For someone so obnoxious, Tyler, the Creator knows when to keep quiet.
He tweets and raps content offensive enough turn-of-the-century Eminem would blush. Greater than his penchant for controversy, though, is a desire for crafting music that constantly evolves; he stays on par with stars Kendrick Lamar and Frank Ocean because of this.
Rap-collective Odd Future—a posse of rappers, producers and disc jockeys who began collaborating in 2007—saw success last year when Ocean topped the charts with his Grammy-nominated “channel ORANGE.” Eyes now shift to Odd Future member Tyler, the Creator’s third album, “Wolf.”
Tyler, the Creator doesn’t wish harm on Bruno Mars this time around. In fact, when relationships with his father and grandmother crumble on “Answer,” he rhymes about patching things up: “I would like to tell my grandma, but she’s just nostalgic/I’ll call her number, but she won’t answer,” he moans.
“Wolf” tackles topics reminiscent of other rap stars’ more conscious tunes.
The narrator of “48” finds riches by providing drugs to and harming those around him. Tyler, the Creator channels emotion into his performance on this standout track, exhibiting storytelling as good as that of Nas or Lupe Fiasco. His commentary shows much progression since 2011’s “Goblin.”

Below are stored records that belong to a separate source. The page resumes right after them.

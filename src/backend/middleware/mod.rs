//! Middleware Module
//!
//! Request processing that runs before handlers.
//!
//! - **`auth`** - JWT verification for protected routes
//!
//! # Example
//!
//! ```rust,no_run
//! use axum::{middleware, routing::get, Router};
//! use devnest::backend::middleware::auth_middleware;
//! use devnest::backend::server::AppState;
//!
//! fn protect(router: Router<AppState>, state: AppState) -> Router<AppState> {
//!     router.route_layer(middleware::from_fn_with_state(state, auth_middleware))
//! }
//! ```

pub mod auth;

pub use auth::{auth_middleware, authenticate, AuthUser, AuthenticatedUser};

His greatest leaps are evident when silent.
Producing all the album’s tracks, Tyler, the Creator shows an exceptional knowledge of music theory over the course of “Wolf.” The synths in “Domo23” sound like a tire sweltering in a Middle Eastern desert. “PartyIsntOver/Campfire/Blimmer” features three beats tied together and represents a recent trend in hip hop: Artists are filling less space with annoying vocals and letting the instrumentals take over their songs.
Ocean and Lamar pushed guitars and kicking drums to the fore of their hits last year, and Tyler, the Creator does the same by speaking less on “Wolf.”
As with many of hip-hop’s latest and greatest trends, Kanye West deserves props for placing emphasis on beats. Rappers once babbled for 90 percent of a song. However, hits like Ocean’s “Pyramids” and West’s “Runaway” consist of solos and dominant chord progressions—strangely like ‘70s rock. If Tyler, the Creator learns more from Pink Floyd and Lou Reed than Soulja Boy and Lil Wayne, his career will last.
Sadly, when Tyler, the Creator goes on tangents, he sounds too much like circa-2006 Lil Wayne.
Seven years ago, Lil Wayne dropped clever, though disgusting, lyrics in every verse. His notoriety as a punch-line rapper worked for a while, but the similes and metaphors became stale; he relied too much on jokes, and Tyler, the Creator suffers from the same problem in many instances.
He’s funny. I get it, but when not showing much emotion and growth in the songs “Answer” and “48,” Tyler, the Creator only crafts cheap laughs that don’t leave an impression. The shock factor works until fans grow tired of the same jokes, which won’t take long if crumby tracks like “Cowboy” are any indication.
Slick production overrides the lyrical mishaps, though, and “Wolf” is 2013’s best rap album yet.
Tyler, the Creator understands the importance of improving all concepts of his music, and I expect continued growth. If he fails, a Wayne-like fall looms before reaching his peak.